• [What is required]: Starting at the line that contains "assert_near(bounds.x0, 0.0);", restate every line word for word through the end of the entries.

• [Stored items]:
>>

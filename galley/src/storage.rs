// Copyright 2025 the Galley Authors
// SPDX-License-Identifier: Apache-2.0 OR MIT

use core::ops::Range;
use std::sync::Arc;

use crate::style::Brush;

/// A block of styled text laid out by a [`LayoutEngine`].
///
/// The engine holds no copy of the text; it reads through this trait on each
/// query and caches only derived data. Implementations must keep indices
/// stable between [`text_edited`](crate::LayoutEngine::text_edited)
/// notifications — the engine and the storage must never disagree about what
/// the text currently is.
///
/// [`LayoutEngine`]: crate::LayoutEngine
pub trait TextStorage<B: Brush> {
    /// The length of the underlying text in bytes.
    fn len(&self) -> usize;

    /// Return `true` if the underlying text is empty.
    fn is_empty(&self) -> bool {
        self.len() == 0
    }

    /// Return whether `index` is a UTF-8 character boundary in the text.
    fn is_char_boundary(&self, index: usize) -> bool;

    /// Return the text for the given byte range.
    ///
    /// Both endpoints must be character boundaries within the text.
    fn slice(&self, range: Range<usize>) -> &str;

    /// Return the maximal run of uniform style containing `index`, along
    /// with its brush.
    ///
    /// Runs must tile the text: for any `index < len()`, the returned range
    /// contains `index`, and the run starting at one run's end is the next
    /// run.
    fn style_run(&self, index: usize) -> (Range<usize>, B);
}

impl<B: Brush> TextStorage<B> for str {
    fn len(&self) -> usize {
        Self::len(self)
    }

    fn is_char_boundary(&self, index: usize) -> bool {
        Self::is_char_boundary(self, index)
    }

    fn slice(&self, range: Range<usize>) -> &str {
        &self[range]
    }

    fn style_run(&self, _index: usize) -> (Range<usize>, B) {
        (0..Self::len(self), B::default())
    }
}

impl<B: Brush> TextStorage<B> for String {
    fn len(&self) -> usize {
        Self::len(self)
    }

    fn is_char_boundary(&self, index: usize) -> bool {
        self.as_str().is_char_boundary(index)
    }

    fn slice(&self, range: Range<usize>) -> &str {
        &self.as_str()[range]
    }

    fn style_run(&self, _index: usize) -> (Range<usize>, B) {
        (0..Self::len(self), B::default())
    }
}

impl<B: Brush> TextStorage<B> for Arc<str> {
    fn len(&self) -> usize {
        str::len(self)
    }

    fn is_char_boundary(&self, index: usize) -> bool {
        str::is_char_boundary(self, index)
    }

    fn slice(&self, range: Range<usize>) -> &str {
        &self[range]
    }

    fn style_run(&self, _index: usize) -> (Range<usize>, B) {
        (0..str::len(self), B::default())
    }
}
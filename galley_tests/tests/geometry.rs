// Copyright 2025 the Galley Authors
// SPDX-License-Identifier: Apache-2.0 OR MIT

//! Geometric queries: rects, hit testing and caret placement.

use galley::Affinity;
use peniko::kurbo::{Point, Rect};

use crate::util::{assert_near, engine_with_container, LIGATURE_ADVANCE, LINE_HEIGHT};

#[test]
fn geometry_ligature_is_one_glyph_for_two_chars() {
    let (mut engine, _) = engine_with_container(200.0, 0.0);
    let text = "fine";
    engine.ensure_layout(text);
    assert_eq!(engine.glyph_count(), 3);
    assert_eq!(engine.char_glyph_map().glyph_range_for_chars(0..2), 0..1);
    // A sub-range inside the ligature widens to the whole glyph.
    assert_eq!(engine.char_glyph_map().glyph_range_for_chars(1..2), 0..1);
}

#[test]
fn geometry_caret_inside_ligature_interpolates() {
    let (mut engine, id) = engine_with_container(200.0, 0.0);
    let rect = engine.insertion_rect("fine", 1, id);
    assert_near(rect.x0, f64::from(LIGATURE_ADVANCE) / 2.0);
    assert_near(rect.x1, rect.x0);
    assert_near(rect.y1 - rect.y0, LINE_HEIGHT);
}

#[test]
fn geometry_caret_at_end_of_text() {
    let (mut engine, id) = engine_with_container(200.0, 0.0);
    // "hi" is 9.6 + 9.0 wide.
    let rect = engine.insertion_rect("hi", 2, id);
    assert_near(rect.x0, 18.6);
    assert_near(rect.y0, 0.0);
}

#[test]
fn geometry_caret_affinity_at_soft_wrap() {
    let (mut engine, id) = engine_with_container(50.0, 0.0);
    let text = "hello world";
    let down = engine.insertion_rect_with_affinity(text, 5, Affinity::Downstream, id);
    assert_near(down.x0, 0.0);
    assert_near(down.y0, LINE_HEIGHT);
    let up = engine.insertion_rect_with_affinity(text, 5, Affinity::Upstream, id);
    assert_near(up.x0, 48.0);
    assert_near(up.y0, 0.0);
}

#[test]
fn geometry_caret_lands_on_the_blank_line() {
    let (mut engine, id) = engine_with_container(200.0, 0.0);
    // 'a' ends line one, the middle line is empty, 'b' opens line three.
    let text = "a\n\nb";
    let before = engine.insertion_rect(text, 1, id);
    assert_near(before.x0, 9.0);
    assert_near(before.y0, 0.0);
    let blank = engine.insertion_rect(text, 2, id);
    assert_near(blank.x0, 0.0);
    assert_near(blank.y0, LINE_HEIGHT);
    let after = engine.insertion_rect(text, 3, id);
    assert_near(after.x0, 0.0);
    assert_near(after.y0, 2.0 * LINE_HEIGHT);
}

#[test]
fn geometry_hit_test_on_the_blank_line() {
    let (mut engine, id) = engine_with_container(200.0, 0.0);
    let text = "a\n\nb";
    // A point on the empty middle line resolves to the boundary before 'b'.
    let (glyph, fraction) = engine
        .hit_test_point(text, Point::new(3.0, 15.0), id)
        .unwrap();
    assert_eq!(glyph, 1);
    assert_near(f64::from(fraction), 0.0);
}

#[test]
fn geometry_caret_out_of_range_is_zero() {
    let (mut engine, id) = engine_with_container(50.0, 0.0);
    assert_eq!(engine.insertion_rect("hi", 99, id), Rect::ZERO);
}

#[test]
fn geometry_hit_test_returns_glyph_and_fraction() {
    let (mut engine, id) = engine_with_container(200.0, 0.0);
    // 'a' and 'b' are 9.0 wide each.
    let (glyph, fraction) = engine
        .hit_test_point("ab", Point::new(4.5, 5.0), id)
        .unwrap();
    assert_eq!(glyph, 0);
    assert_near(f64::from(fraction), 0.5);
}

#[test]
fn geometry_hit_test_clamps_outside_points() {
    let (mut engine, id) = engine_with_container(200.0, 0.0);
    let text = "ab";
    // Far below and right of all text: last glyph, trailing edge.
    let (glyph, fraction) = engine
        .hit_test_point(text, Point::new(1000.0, 1000.0), id)
        .unwrap();
    assert_eq!(glyph, 1);
    assert_near(f64::from(fraction), 1.0);
    // Left of the line: first glyph, leading edge.
    let (glyph, fraction) = engine
        .hit_test_point(text, Point::new(-5.0, 5.0), id)
        .unwrap();
    assert_eq!(glyph, 0);
    assert_near(f64::from(fraction), 0.0);
}

#[test]
fn geometry_rects_cover_each_line_touched() {
    let (mut engine, id) = engine_with_container(50.0, 0.0);
    let text = "hello world";
    let rects = engine.rects_for_char_range(text, 0..11, None, id);
    assert_eq!(rects.len(), 2);
    assert_near(rects[0].x1, 48.0);
    assert_near(rects[1].x1, 49.2);
}

#[test]
fn geometry_rects_clip_to_selection() {
    let (mut engine, id) = engine_with_container(50.0, 0.0);
    let text = "hello world";
    let rects = engine.rects_for_char_range(text, 0..11, Some(3..8), id);
    assert_eq!(rects.len(), 2);
    // Line one: glyphs 3..5, from the second 'l' to the end of "hello".
    assert_near(rects[0].x0, 28.8);
    assert_near(rects[0].x1, 48.0);
    // Line two: glyphs 5..8, from the leading space up to 'r'.
    assert_near(rects[1].x0, 0.0);
    assert_near(rects[1].x1, 21.6);
}

#[test]
fn geometry_rects_out_of_range_are_empty() {
    let (mut engine, id) = engine_with_container(50.0, 0.0);
    let rects = engine.rects_for_char_range("hi", 40..50, None, id);
    assert!(rects.is_empty());
}

#[test]
fn geometry_bounding_rect_unions_lines() {
    let (mut engine, id) = engine_with_container(50.0, 0.0);
    let text = "hello world";
    engine.ensure_layout(text);
    let count = engine.glyph_count();
    let bounds = engine.bounding_rect(text, 0..count, id);
    assert_near(bounds.x0, 0.0);
    assert_near(bounds.y0, 0.0);
    assert_near(bounds.x1, 49.2);
    assert_near(bounds.y1, 2.0 * LINE_HEIGHT);
}

#[test]
fn geometry_glyph_location_is_baseline_origin() {
    let (mut engine, _id) = engine_with_container(50.0, 0.0);
    let point = engine.glyph_location("hello world", 6).unwrap();
    // Glyph 6 ('w') is second on line two, after the 3.0-wide space.
    assert_near(point.x, 3.0);
    assert_near(point.y, LINE_HEIGHT + 8.0);
}

#[test]
fn geometry_glyph_range_for_rect_round_trips() {
    let (mut engine, id) = engine_with_container(50.0, 0.0);
    let text = "hello world";
    let band = Rect::new(0.0, LINE_HEIGHT, 50.0, 2.0 * LINE_HEIGHT);
    assert_eq!(engine.glyph_range_for_rect(text, band, id), 5..11);
}

#[test]
fn geometry_decomposition_maps_one_char_to_two_glyphs() {
    let (mut engine, _) = engine_with_container(200.0, 0.0);
    let text = "é";
    engine.ensure_layout(text);
    assert_eq!(engine.glyph_count(), 2);
    let len = text.len();
    assert_eq!(engine.char_glyph_map().glyph_range_for_chars(0..len), 0..2);
    assert_eq!(engine.char_glyph_map().char_range_for_glyphs(1..2), 0..len);
}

<<

• [Expected answer]:
    assert_near(bounds.x0, 0.0);
    assert_near(bounds.y0, 0.0);
    assert_near(bounds.x1, 49.2);
    assert_near(bounds.y1, 2.0 * LINE_HEIGHT);
}

#[test]
fn geometry_glyph_location_is_baseline_origin() {
    let (mut engine, _id) = engine_with_container(50.0, 0.0);
    let point = engine.glyph_location("hello world", 6).unwrap();
    // Glyph 6 ('w') is second on line two, after the 3.0-wide space.
    assert_near(point.x, 3.0);
    assert_near(point.y, LINE_HEIGHT + 8.0);
}

#[test]
fn geometry_glyph_range_for_rect_round_trips() {
    let (mut engine, id) = engine_with_container(50.0, 0.0);
    let text = "hello world";
    let band = Rect::new(0.0, LINE_HEIGHT, 50.0, 2.0 * LINE_HEIGHT);
    assert_eq!(engine.glyph_range_for_rect(text, band, id), 5..11);
}

#[test]
fn geometry_decomposition_maps_one_char_to_two_glyphs() {
    let (mut engine, _) = engine_with_container(200.0, 0.0);
    let text = "é";
    engine.ensure_layout(text);
    assert_eq!(engine.glyph_count(), 2);
    let len = text.len();
    assert_eq!(engine.char_glyph_map().glyph_range_for_chars(0..len), 0..2);
    assert_eq!(engine.char_glyph_map().char_range_for_glyphs(1..2), 0..len);
}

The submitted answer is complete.